Berlin - Im Gastgewerbe nennt man das Soft Opening – sanfte Eröffnung. Davon ist die Rede, wenn ein Hotel nach und nach in Betrieb geht, bis die volle Kapazität zur Verfügung steht. Was in der Tourismusbranche schon lange gebräuchlich ist, könnte 2014 auch für den neuen Schönefelder Flughafen gelten, denn Airport-Chef Hartmut Mehdorn denkt über eine Teilinbetriebnahme nach. Das teilte er jüngst der Sonderkommission BER des Bundesverkehrsministeriums mit, wie aus dem Sitzungsprotokoll hervorgeht. „Wir stehen diesem Plan positiv gegenüber“, hieß es am Sonntag in Kreisen der Flughafen-Gesellschafter. „Es sind aber noch Fragen zu klären.“ Auf größere Bedenken stößt Mehdorns Plan, Tegel bis 2017 offen zu lassen. Das würde viel zu teuer.
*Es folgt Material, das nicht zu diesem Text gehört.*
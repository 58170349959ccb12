//! Scriptlet registry
//!
//! An immutable map from rule body to a local scriptlet implementation.
//! Lookups compare bodies byte-for-byte; a miss is `None`, not an error,
//! because filter lists legitimately contain rules with no local
//! implementation.

use std::collections::HashMap;
use std::fmt;
use std::rc::Rc;

use crate::hash::ScriptletId;

/// Error raised by a scriptlet body.
#[derive(Debug, Clone, PartialEq, Eq, thiserror::Error)]
pub enum ScriptletError {
    #[error("{0}")]
    Thrown(String),
    #[error("panicked: {0}")]
    Panicked(String),
}

/// Error type for registry construction.
#[derive(Debug, Clone, PartialEq, Eq, thiserror::Error)]
pub enum RegistryError {
    #[error("duplicate rule body: {0:?}")]
    DuplicateRule(String),
    #[error("rule body is empty")]
    EmptyRuleBody,
    #[error("scriptlet id does not fingerprint rule body {0:?}")]
    IdMismatch(String),
}

/// A zero-argument unit of work injected into a document.
pub trait Scriptlet {
    /// Stable identifier used as the execution marker.
    fn id(&self) -> ScriptletId;

    /// Run the scriptlet against the current document.
    fn run(&self) -> Result<(), ScriptletError>;
}

/// Shared handle to a registered scriptlet.
pub type ScriptletRef = Rc<dyn Scriptlet>;

/// Scriptlet backed by a closure.
pub struct FnScriptlet<F> {
    id: ScriptletId,
    f: F,
}

impl<F> FnScriptlet<F>
where
    F: Fn() -> Result<(), ScriptletError>,
{
    /// Wrap `f` as the implementation of `body`.
    pub fn new(body: &str, f: F) -> Self {
        Self {
            id: ScriptletId::from_rule_body(body),
            f,
        }
    }
}

impl<F> Scriptlet for FnScriptlet<F>
where
    F: Fn() -> Result<(), ScriptletError>,
{
    fn id(&self) -> ScriptletId {
        self.id
    }

    fn run(&self) -> Result<(), ScriptletError> {
        (self.f)()
    }
}

// =============================================================================
// Registry
// =============================================================================

/// Immutable rule body -> scriptlet map.
#[derive(Default)]
pub struct ScriptletRegistry {
    entries: HashMap<String, ScriptletRef>,
}

impl ScriptletRegistry {
    pub fn builder() -> RegistryBuilder {
        RegistryBuilder::default()
    }

    /// Look up the scriptlet registered for exactly `body`.
    #[inline]
    pub fn resolve(&self, body: &str) -> Option<&ScriptletRef> {
        self.entries.get(body)
    }

    pub fn contains(&self, body: &str) -> bool {
        self.entries.contains_key(body)
    }

    pub fn len(&self) -> usize {
        self.entries.len()
    }

    pub fn is_empty(&self) -> bool {
        self.entries.is_empty()
    }

    /// Registered rule bodies, in no particular order.
    pub fn rule_bodies(&self) -> impl Iterator<Item = &str> {
        self.entries.keys().map(String::as_str)
    }
}

impl fmt::Debug for ScriptletRegistry {
    fn fmt(&self, f: &mut fmt::Formatter<'_>) -> fmt::Result {
        f.debug_struct("ScriptletRegistry")
            .field("len", &self.entries.len())
            .finish()
    }
}

/// Builder for `ScriptletRegistry`.
#[derive(Default)]
pub struct RegistryBuilder {
    entries: HashMap<String, ScriptletRef>,
}

impl RegistryBuilder {
    /// Register a scriptlet for a rule body.
    pub fn register(&mut self, body: impl Into<String>, scriptlet: ScriptletRef) -> Result<&mut Self, RegistryError> {
        let body = body.into();
        if body.is_empty() {
            return Err(RegistryError::EmptyRuleBody);
        }
        if self.entries.contains_key(&body) {
            return Err(RegistryError::DuplicateRule(body));
        }
        // The guard keys on the id, so it must be the body's own fingerprint.
        if scriptlet.id() != ScriptletId::from_rule_body(&body) {
            return Err(RegistryError::IdMismatch(body));
        }

        self.entries.insert(body, scriptlet);
        Ok(self)
    }

    /// Register a closure for a rule body.
    pub fn register_fn<F>(&mut self, body: impl Into<String>, f: F) -> Result<&mut Self, RegistryError>
    where
        F: Fn() -> Result<(), ScriptletError> + 'static,
    {
        let body = body.into();
        let scriptlet = Rc::new(FnScriptlet::new(&body, f));
        self.register(body, scriptlet)
    }

    pub fn len(&self) -> usize {
        self.entries.len()
    }

    pub fn is_empty(&self) -> bool {
        self.entries.is_empty()
    }

    pub fn build(self) -> ScriptletRegistry {
        ScriptletRegistry { entries: self.entries }
    }
}
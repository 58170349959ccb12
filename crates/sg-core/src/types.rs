//! Core type definitions for ScriptGuard
//!
//! These types are shared between rule matching, the injector and the
//! wasm bindings.

// =============================================================================
// Rule Flags
// =============================================================================

bitflags::bitflags! {
    /// Flags for JS rule behavior.
    #[derive(Debug, Clone, Copy, PartialEq, Eq, Hash)]
    pub struct RuleFlags: u8 {
        /// Exception rule (#@%#) - cancels a script with the same body
        const EXCEPTION = 1 << 0;
        /// No permitted domains - applies on every site not excluded
        const GENERIC = 1 << 1;
        /// Authored by the user (user rules, custom filters)
        const TRUSTED = 1 << 2;
    }
}

// =============================================================================
// Rule Source
// =============================================================================

/// Where a JS rule came from.
#[derive(Debug, Clone, Copy, PartialEq, Eq, Hash)]
pub enum RuleSource {
    /// Bundled filter list
    Filter { list_id: u16 },
    /// Custom filter list added by the user
    Custom { list_id: u16 },
    /// User rules
    User,
}

impl RuleSource {
    /// User rules and custom filters are added manually by the user and
    /// bypass the bundled-rules allowlist.
    pub const fn is_trusted(&self) -> bool {
        matches!(self, Self::Custom { .. } | Self::User)
    }
}

// =============================================================================
// Page Context
// =============================================================================

/// The document a set of scripts is being injected into.
#[derive(Debug, Clone)]
pub struct PageContext<'a> {
    /// Full document URL
    pub url: &'a str,
    /// Document hostname (extracted from URL)
    pub host: &'a str,
    /// Tab ID
    pub tab_id: i32,
    /// Frame ID (0 is the top frame)
    pub frame_id: i32,
}

impl<'a> PageContext<'a> {
    /// Build a context for the top frame of `url`.
    pub fn from_url(url: &'a str) -> Self {
        Self {
            url,
            host: crate::domain::extract_host(url).unwrap_or(""),
            tab_id: -1,
            frame_id: 0,
        }
    }
}

// =============================================================================
// Execution Result
// =============================================================================

/// Outcome of a single `Injector::inject` call.
#[derive(Debug, Clone, Copy, PartialEq, Eq, Hash)]
#[repr(u8)]
pub enum ExecutionResult {
    /// No local implementation for this rule body
    NotFound = 0,
    /// Already executed in this document
    AlreadyRun = 1,
    /// Ran to completion
    Executed = 2,
    /// Ran and failed; the failure was logged and suppressed
    Failed = 3,
}

/// Per-document injection counters.
#[derive(Debug, Clone, Copy, Default, PartialEq, Eq)]
pub struct InjectionStats {
    pub executed: u32,
    pub already_run: u32,
    pub not_found: u32,
    pub failed: u32,
}

impl InjectionStats {
    pub fn record(&mut self, result: ExecutionResult) {
        match result {
            ExecutionResult::NotFound => self.not_found += 1,
            ExecutionResult::AlreadyRun => self.already_run += 1,
            ExecutionResult::Executed => self.executed += 1,
            ExecutionResult::Failed => self.failed += 1,
        }
    }

    pub const fn total(&self) -> u32 {
        self.executed + self.already_run + self.not_found + self.failed
    }
}
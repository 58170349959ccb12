//! JS rule parsing
//!
//! Parses rules like:
//! `example.org,~sub.example.org#%#window.foo = 1;`
//!
//! Everything after the marker is the rule body. It is the registry lookup
//! key, so it is kept byte-for-byte: only line terminators are removed.

use crate::domain::{normalize_domain, walk_host_suffixes};
use crate::hash::{hash_domain, Hash64, ScriptletId};
use crate::types::{RuleFlags, RuleSource};

/// Marker between the domain list and the script text.
pub const JS_RULE_MARKER: &str = "#%#";
/// Marker for exception rules.
pub const JS_EXCEPTION_MARKER: &str = "#@%#";

/// Error type for rule parsing.
#[derive(Debug, Clone, PartialEq, Eq, thiserror::Error)]
pub enum RuleError {
    #[error("not a JS rule")]
    NotJsRule,
    #[error("JS rule has an empty body")]
    EmptyBody,
    #[error("invalid domain: {0:?}")]
    InvalidDomain(String),
}

// =============================================================================
// Domain Scope
// =============================================================================

/// Permitted / restricted domains of a rule, stored as domain hashes.
#[derive(Debug, Clone, PartialEq, Eq, Default)]
pub struct DomainScope {
    pub include: Vec<Hash64>,
    pub exclude: Vec<Hash64>,
}

impl DomainScope {
    /// Parse the comma separated domain list in front of the marker.
    pub fn parse(list: &str) -> Result<Self, RuleError> {
        let mut scope = Self::default();

        for raw in list.split(',') {
            let raw = raw.trim();
            if raw.is_empty() {
                continue;
            }

            match raw.strip_prefix('~') {
                Some(rest) => scope.push(rest, true)?,
                None => scope.push(raw, false)?,
            }
        }

        Ok(scope)
    }

    /// Build a scope from separate permitted and restricted lists.
    pub fn from_domains<'d>(
        permitted: impl IntoIterator<Item = &'d str>,
        restricted: impl IntoIterator<Item = &'d str>,
    ) -> Result<Self, RuleError> {
        let mut scope = Self::default();
        for domain in permitted {
            scope.push(domain, false)?;
        }
        for domain in restricted {
            scope.push(domain, true)?;
        }
        Ok(scope)
    }

    fn push(&mut self, raw: &str, is_exclude: bool) -> Result<(), RuleError> {
        let domain = normalize_domain(raw).ok_or_else(|| RuleError::InvalidDomain(raw.to_string()))?;
        let hash = hash_domain(&domain);

        let list = if is_exclude { &mut self.exclude } else { &mut self.include };
        if !list.contains(&hash) {
            list.push(hash);
        }
        Ok(())
    }

    /// No permitted domains: the rule applies everywhere it is not excluded.
    pub fn is_generic(&self) -> bool {
        self.include.is_empty()
    }

    /// Check a document host against this scope.
    pub fn matches(&self, host: &str) -> bool {
        if !self.include.is_empty() {
            let hit = walk_host_suffixes(host).any(|suffix| self.include.contains(&hash_domain(suffix)));
            if !hit {
                return false;
            }
        }

        if !self.exclude.is_empty() {
            let hit = walk_host_suffixes(host).any(|suffix| self.exclude.contains(&hash_domain(suffix)));
            if hit {
                return false;
            }
        }

        true
    }

    /// Order-insensitive comparison of the domain lists.
    pub fn same_domains(&self, other: &DomainScope) -> bool {
        fn sorted(list: &[Hash64]) -> Vec<Hash64> {
            let mut list = list.to_vec();
            list.sort_unstable();
            list
        }

        sorted(&self.include) == sorted(&other.include) && sorted(&self.exclude) == sorted(&other.exclude)
    }
}

// =============================================================================
// JS Rule
// =============================================================================

/// A parsed `#%#` / `#@%#` rule.
#[derive(Debug, Clone, PartialEq, Eq)]
pub struct JsRule {
    pub body: String,
    pub scope: DomainScope,
    pub flags: RuleFlags,
    pub source: RuleSource,
}

impl JsRule {
    /// Create a (non-exception) rule from parts.
    pub fn new(body: impl Into<String>, scope: DomainScope, source: RuleSource) -> Self {
        let flags = base_flags(&scope, source);
        Self {
            body: body.into(),
            scope,
            flags,
            source,
        }
    }

    /// Parse a single filter line.
    pub fn parse(line: &str, source: RuleSource) -> Result<Self, RuleError> {
        let (domains, body, is_exception) = split_js_rule(line).ok_or(RuleError::NotJsRule)?;

        let body = body.trim_end_matches(['\r', '\n']);
        if body.is_empty() {
            return Err(RuleError::EmptyBody);
        }

        let scope = DomainScope::parse(domains)?;
        let mut flags = base_flags(&scope, source);
        if is_exception {
            flags |= RuleFlags::EXCEPTION;
        }

        Ok(Self {
            body: body.to_string(),
            scope,
            flags,
            source,
        })
    }

    pub fn is_exception(&self) -> bool {
        self.flags.contains(RuleFlags::EXCEPTION)
    }

    pub fn is_generic(&self) -> bool {
        self.flags.contains(RuleFlags::GENERIC)
    }

    pub fn is_trusted(&self) -> bool {
        self.flags.contains(RuleFlags::TRUSTED)
    }

    /// Fingerprint of the body, used as the execution marker.
    pub fn id(&self) -> ScriptletId {
        ScriptletId::from_rule_body(&self.body)
    }
}

fn base_flags(scope: &DomainScope, source: RuleSource) -> RuleFlags {
    let mut flags = RuleFlags::empty();
    if scope.is_generic() {
        flags |= RuleFlags::GENERIC;
    }
    if source.is_trusted() {
        flags |= RuleFlags::TRUSTED;
    }
    flags
}

/// Split a line into (domain list, body, is_exception).
///
/// The domain list cannot contain `#`, so the first `#` must start the marker.
pub fn split_js_rule(line: &str) -> Option<(&str, &str, bool)> {
    let line = line.trim_start();
    let pos = line.find('#')?;
    let rest = &line[pos..];

    if let Some(body) = rest.strip_prefix(JS_EXCEPTION_MARKER) {
        return Some((&line[..pos], body, true));
    }
    if let Some(body) = rest.strip_prefix(JS_RULE_MARKER) {
        return Some((&line[..pos], body, false));
    }

    None
}
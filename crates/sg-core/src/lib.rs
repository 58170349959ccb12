//! ScriptGuard Core Library
//!
//! Runs JS rules (`#%#` filter rules) inside web documents without evaluating
//! rule text. Every rule body that may run has a local, pre-built scriptlet
//! registered under its exact text; the rule body is only ever used as a
//! lookup key.
//!
//! # Architecture
//!
//! The background side decides which bodies apply to a page (`matcher`,
//! gated by the bundled `catalog` and the browser `policy`). The content side
//! resolves each body in the `registry`, checks the document's `guard` and
//! runs the scriptlet through the `injector`, which never lets a failure
//! escape.
//!
//! # Modules
//!
//! - `hash`: Murmur3 hashing and scriptlet ids
//! - `domain`: Host extraction and suffix walking
//! - `rule`: JS rule parsing and domain scopes
//! - `catalog`: Bundled rules allowlist
//! - `policy`: Per-browser injection restrictions
//! - `matcher`: Page to rule bodies
//! - `registry`: Rule body to scriptlet
//! - `guard`: Per-document execution markers
//! - `injector`: Guarded, isolated execution
//! - `config`: Engine configuration
//! - `types`: Shared type definitions

pub mod catalog;
pub mod config;
pub mod domain;
pub mod guard;
pub mod hash;
pub mod injector;
pub mod matcher;
pub mod policy;
pub mod registry;
pub mod rule;
pub mod types;

// Re-export commonly used types
pub use catalog::{Catalog, CatalogError};
pub use config::{ConfigError, EngineConfig};
pub use guard::ExecutionGuard;
pub use hash::{Hash64, ScriptletId};
pub use injector::Injector;
pub use matcher::{Matcher, ScriptMatchResult};
pub use policy::{Browser, InjectionPolicy};
pub use registry::{FnScriptlet, RegistryBuilder, RegistryError, Scriptlet, ScriptletError, ScriptletRef, ScriptletRegistry};
pub use rule::{JsRule, RuleError};
pub use types::{ExecutionResult, InjectionStats, PageContext, RuleFlags, RuleSource};
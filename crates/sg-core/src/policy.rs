//! Where scripts can be injected at all.
//!
//! Browsers refuse content scripts on their own store and account pages, and
//! scriptlets only make sense on web documents.

use serde::{Deserialize, Serialize};

use crate::domain::{extract_host, is_http_url};

/// Browser family the extension runs in.
#[derive(Debug, Clone, Copy, PartialEq, Eq, Hash, Default, Serialize, Deserialize)]
#[serde(rename_all = "lowercase")]
pub enum Browser {
    #[default]
    Chromium,
    Firefox,
    Opera,
    Edge,
}

const CHROMIUM_RESTRICTED: &[&str] = &["chrome.google.com", "chromewebstore.google.com"];

const FIREFOX_RESTRICTED: &[&str] = &[
    "accounts-static.cdn.mozilla.net",
    "accounts.firefox.com",
    "addons.cdn.mozilla.net",
    "addons.mozilla.org",
    "api.accounts.firefox.com",
    "content.cdn.mozilla.net",
    "discovery.addons.mozilla.org",
    "install.mozilla.org",
    "oauth.accounts.firefox.com",
    "profile.accounts.firefox.com",
    "support.mozilla.org",
    "sync.services.mozilla.com",
];

const OPERA_RESTRICTED: &[&str] = &["addons.opera.com"];

const EDGE_RESTRICTED: &[&str] = &["microsoftedge.microsoft.com"];

impl Browser {
    /// Hostnames on which this browser blocks extension scripts.
    /// Opera and Edge are Chromium based and inherit its list.
    pub fn restricted_hostnames(&self) -> impl Iterator<Item = &'static str> {
        let (base, own): (&[&str], &[&str]) = match self {
            Self::Chromium => (CHROMIUM_RESTRICTED, &[]),
            Self::Firefox => (FIREFOX_RESTRICTED, &[]),
            Self::Opera => (CHROMIUM_RESTRICTED, OPERA_RESTRICTED),
            Self::Edge => (CHROMIUM_RESTRICTED, EDGE_RESTRICTED),
        };
        base.iter().chain(own.iter()).copied()
    }
}

/// Injection restrictions for one browser.
#[derive(Debug, Clone, Default)]
pub struct InjectionPolicy {
    browser: Browser,
}

impl InjectionPolicy {
    pub fn new(browser: Browser) -> Self {
        Self { browser }
    }

    pub fn browser(&self) -> Browser {
        self.browser
    }

    /// Can scripts run in a document loaded from `url`?
    pub fn can_inject(&self, url: &str) -> bool {
        if !is_http_url(url) {
            return false;
        }

        let host = match extract_host(url) {
            Some(host) if !host.is_empty() => host,
            _ => return false,
        };

        !self
            .browser
            .restricted_hostnames()
            .any(|restricted| restricted.eq_ignore_ascii_case(host))
    }
}
//! Scriptlet injector
//!
//! Resolves a rule body against the registry, consults the document's
//! execution guard, and runs the scriptlet inside a failure boundary.
//! Nothing escapes `inject`: misses and repeats are silent, failures are
//! logged and suppressed, and the marker is set whatever the outcome so a
//! broken scriptlet is not retried in the same document.

use std::any::Any;
use std::panic::{self, AssertUnwindSafe};
use std::rc::Rc;

use crate::guard::ExecutionGuard;
use crate::matcher::Matcher;
use crate::registry::{Scriptlet, ScriptletError, ScriptletRegistry};
use crate::types::{ExecutionResult, InjectionStats, PageContext};

pub struct Injector {
    registry: Rc<ScriptletRegistry>,
    guard: ExecutionGuard,
    stats: InjectionStats,
}

impl Injector {
    pub fn new(registry: Rc<ScriptletRegistry>, guard: ExecutionGuard) -> Self {
        Self {
            registry,
            guard,
            stats: InjectionStats::default(),
        }
    }

    pub fn guard(&self) -> &ExecutionGuard {
        &self.guard
    }

    /// Counters for the current document.
    pub fn stats(&self) -> InjectionStats {
        self.stats
    }

    /// Run the scriptlet registered for `body`, at most once per document.
    pub fn inject(&mut self, body: &str) -> ExecutionResult {
        let result = self.inject_inner(body);
        self.stats.record(result);
        result
    }

    fn inject_inner(&mut self, body: &str) -> ExecutionResult {
        let scriptlet = match self.registry.resolve(body) {
            Some(scriptlet) => Rc::clone(scriptlet),
            None => {
                log::debug!("no local implementation for JS rule {:?}", body);
                return ExecutionResult::NotFound;
            }
        };

        let id = scriptlet.id();
        if self.guard.has_run(id) {
            log::trace!("JS rule {} already executed in this document", id);
            return ExecutionResult::AlreadyRun;
        }

        let outcome = run_isolated(scriptlet.as_ref());
        self.guard.mark_run(id);

        match outcome {
            Ok(()) => ExecutionResult::Executed,
            Err(e) => {
                log::error!("Error executing JS rule {:?}: {}", body, e);
                ExecutionResult::Failed
            }
        }
    }

    /// Inject several bodies in order.
    pub fn inject_all<'b>(&mut self, bodies: impl IntoIterator<Item = &'b str>) -> InjectionStats {
        let mut stats = InjectionStats::default();
        for body in bodies {
            stats.record(self.inject(body));
        }
        stats
    }

    /// Match `ctx` and inject every applicable body.
    pub fn inject_page(&mut self, matcher: &Matcher, ctx: &PageContext<'_>) -> InjectionStats {
        let matched = matcher.match_page(ctx);
        log::debug!(
            "{} JS rule(s) matched for {} (tab {}, frame {})",
            matched.scripts.len(),
            ctx.host,
            ctx.tab_id,
            ctx.frame_id
        );
        self.inject_all(matched.scripts)
    }

    /// Start a new document: every scriptlet may run again.
    pub fn reset_document(&mut self) {
        log::debug!("new document, dropping {} execution marker(s)", self.guard.len());
        self.guard = ExecutionGuard::new();
        self.stats = InjectionStats::default();
    }
}

fn run_isolated(scriptlet: &dyn Scriptlet) -> Result<(), ScriptletError> {
    match panic::catch_unwind(AssertUnwindSafe(|| scriptlet.run())) {
        Ok(result) => result,
        Err(payload) => Err(ScriptletError::Panicked(panic_message(payload.as_ref()))),
    }
}

fn panic_message(payload: &(dyn Any + Send)) -> String {
    if let Some(message) = payload.downcast_ref::<&str>() {
        message.to_string()
    } else if let Some(message) = payload.downcast_ref::<String>() {
        message.clone()
    } else {
        "unknown panic".to_string()
    }
}

#[cfg(test)]
mod tests {
    use std::cell::{Cell, RefCell};
    use std::sync::Once;

    use log::{Level, LevelFilter, Log, Metadata, Record};

    use super::*;
    use crate::policy::InjectionPolicy;
    use crate::rule::JsRule;
    use crate::types::RuleSource;

    /// Stand-in for the page's global object.
    #[derive(Default)]
    struct Window {
        foo: Cell<Option<i32>>,
        log: RefCell<Vec<&'static str>>,
    }

    // Records land in a per-thread buffer; each test runs on its own thread.
    struct CaptureLogger;

    static LOGGER: CaptureLogger = CaptureLogger;
    static INSTALL_LOGGER: Once = Once::new();

    thread_local! {
        static RECORDS: RefCell<Vec<(Level, String)>> = const { RefCell::new(Vec::new()) };
    }

    impl Log for CaptureLogger {
        fn enabled(&self, _: &Metadata<'_>) -> bool {
            true
        }

        fn log(&self, record: &Record<'_>) {
            RECORDS.with(|records| records.borrow_mut().push((record.level(), record.args().to_string())));
        }

        fn flush(&self) {}
    }

    fn capture_logs() {
        INSTALL_LOGGER.call_once(|| {
            log::set_logger(&LOGGER).expect("no other logger in tests");
            log::set_max_level(LevelFilter::Trace);
        });
        RECORDS.with(|records| records.borrow_mut().clear());
    }

    fn logged_errors() -> Vec<String> {
        RECORDS.with(|records| {
            records
                .borrow()
                .iter()
                .filter(|(level, _)| *level == Level::Error)
                .map(|(_, message)| message.clone())
                .collect()
        })
    }

    fn registry_with(window: &Rc<Window>) -> Rc<ScriptletRegistry> {
        let mut builder = ScriptletRegistry::builder();

        let w = window.clone();
        builder
            .register_fn("window.foo = 1;", move || {
                w.foo.set(Some(w.foo.get().unwrap_or(0) + 1));
                Ok(())
            })
            .expect("register");

        let w = window.clone();
        builder
            .register_fn("throw new Error('boom');", move || {
                w.log.borrow_mut().push("boom");
                Err(ScriptletError::Thrown("Error: boom".to_string()))
            })
            .expect("register");

        let w = window.clone();
        builder
            .register_fn("window.other();", move || {
                w.log.borrow_mut().push("other");
                Ok(())
            })
            .expect("register");

        let w = window.clone();
        builder
            .register_fn("panic();", move || {
                w.log.borrow_mut().push("panic");
                panic!("scriptlet bug");
            })
            .expect("register");

        Rc::new(builder.build())
    }

    #[test]
    fn runs_scriptlet_once_per_document() {
        let window = Rc::new(Window::default());
        let mut injector = Injector::new(registry_with(&window), ExecutionGuard::new());

        assert_eq!(injector.inject("window.foo = 1;"), ExecutionResult::Executed);
        assert_eq!(window.foo.get(), Some(1));

        assert_eq!(injector.inject("window.foo = 1;"), ExecutionResult::AlreadyRun);
        assert_eq!(window.foo.get(), Some(1));
    }

    #[test]
    fn new_document_runs_again() {
        let window = Rc::new(Window::default());
        let mut injector = Injector::new(registry_with(&window), ExecutionGuard::new());

        injector.inject("window.foo = 1;");
        injector.reset_document();
        assert!(injector.guard().is_empty());

        assert_eq!(injector.inject("window.foo = 1;"), ExecutionResult::Executed);
        assert_eq!(window.foo.get(), Some(2));
    }

    #[test]
    fn separate_guards_do_not_share_markers() {
        let window = Rc::new(Window::default());
        let registry = registry_with(&window);

        let mut top = Injector::new(registry.clone(), ExecutionGuard::new());
        let mut frame = Injector::new(registry, ExecutionGuard::new());

        assert_eq!(top.inject("window.foo = 1;"), ExecutionResult::Executed);
        assert_eq!(frame.inject("window.foo = 1;"), ExecutionResult::Executed);
        assert_eq!(window.foo.get(), Some(2));
    }

    #[test]
    fn unknown_body_is_not_found() {
        let window = Rc::new(Window::default());
        let mut injector = Injector::new(registry_with(&window), ExecutionGuard::new());

        assert_eq!(injector.inject("window.foo = 2;"), ExecutionResult::NotFound);
        assert_eq!(injector.inject("window.foo = 1; "), ExecutionResult::NotFound);
        assert!(injector.guard().is_empty());
        assert_eq!(window.foo.get(), None);
    }

    #[test]
    fn failure_is_isolated_and_not_retried() {
        let window = Rc::new(Window::default());
        let mut injector = Injector::new(registry_with(&window), ExecutionGuard::new());

        let stats = injector.inject_all(["throw new Error('boom');", "window.other();"]);
        assert_eq!(stats.failed, 1);
        assert_eq!(stats.executed, 1);
        assert_eq!(*window.log.borrow(), vec!["boom", "other"]);

        assert_eq!(injector.inject("throw new Error('boom');"), ExecutionResult::AlreadyRun);
        assert_eq!(*window.log.borrow(), vec!["boom", "other"]);
        assert_eq!(injector.stats().failed, 1);
    }

    #[test]
    fn failure_logs_exactly_one_error() {
        capture_logs();
        let window = Rc::new(Window::default());
        let mut injector = Injector::new(registry_with(&window), ExecutionGuard::new());

        injector.inject_all(["throw new Error('boom');", "window.other();", "window.missing();"]);
        injector.inject("throw new Error('boom');");

        let errors = logged_errors();
        assert_eq!(errors.len(), 1, "errors: {:?}", errors);
        assert!(errors[0].contains("throw new Error('boom');"));
        assert!(errors[0].contains("Error: boom"));
    }

    #[test]
    fn panics_are_caught() {
        let window = Rc::new(Window::default());
        let mut injector = Injector::new(registry_with(&window), ExecutionGuard::new());

        assert_eq!(injector.inject("panic();"), ExecutionResult::Failed);
        assert_eq!(injector.inject("window.other();"), ExecutionResult::Executed);
        assert_eq!(injector.inject("panic();"), ExecutionResult::AlreadyRun);
        assert_eq!(*window.log.borrow(), vec!["panic", "other"]);
    }

    #[test]
    fn injects_matched_page_rules() {
        let window = Rc::new(Window::default());
        let mut injector = Injector::new(registry_with(&window), ExecutionGuard::new());

        let mut matcher = Matcher::new(InjectionPolicy::default());
        matcher.add_user_rules("example.org#%#window.foo = 1;\nexample.org#%#window.missing();\n#%#window.other();");

        let ctx = PageContext::from_url("https://example.org/");
        let stats = injector.inject_page(&matcher, &ctx);
        assert_eq!(stats.executed, 2);
        assert_eq!(stats.not_found, 1);

        // same document, matched again by an overlapping rule set
        let stats = injector.inject_page(&matcher, &ctx);
        assert_eq!(stats.already_run, 2);
        assert_eq!(stats.executed, 0);
        assert_eq!(window.foo.get(), Some(1));

        assert_eq!(injector.stats().total(), 6);
    }

    #[test]
    fn catalog_rule_reaches_registry_by_exact_body() {
        let window = Rc::new(Window::default());
        let mut injector = Injector::new(registry_with(&window), ExecutionGuard::new());

        let rule = JsRule::parse("example.org#%#window.foo = 1;", RuleSource::Filter { list_id: 3 })
            .expect("rule should parse");
        assert_eq!(injector.inject(&rule.body), ExecutionResult::Executed);
        assert!(injector.guard().has_run(rule.id()));
    }
}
Im vergangenen Jahr hatte die Flughafengesellschaft begonnen zu prüfen, ob es ein Soft Opening geben könnte. BER sollte als Billigflieger-Airport ans Netz gehen – mit Airlines, die vom jetzigen Flughafen Schönefeld dorthin umziehen. Doch die Pläne verliefen im Sand. „Nun forciert Mehdorn diese Idee wieder“, sagte ein Beteiligter.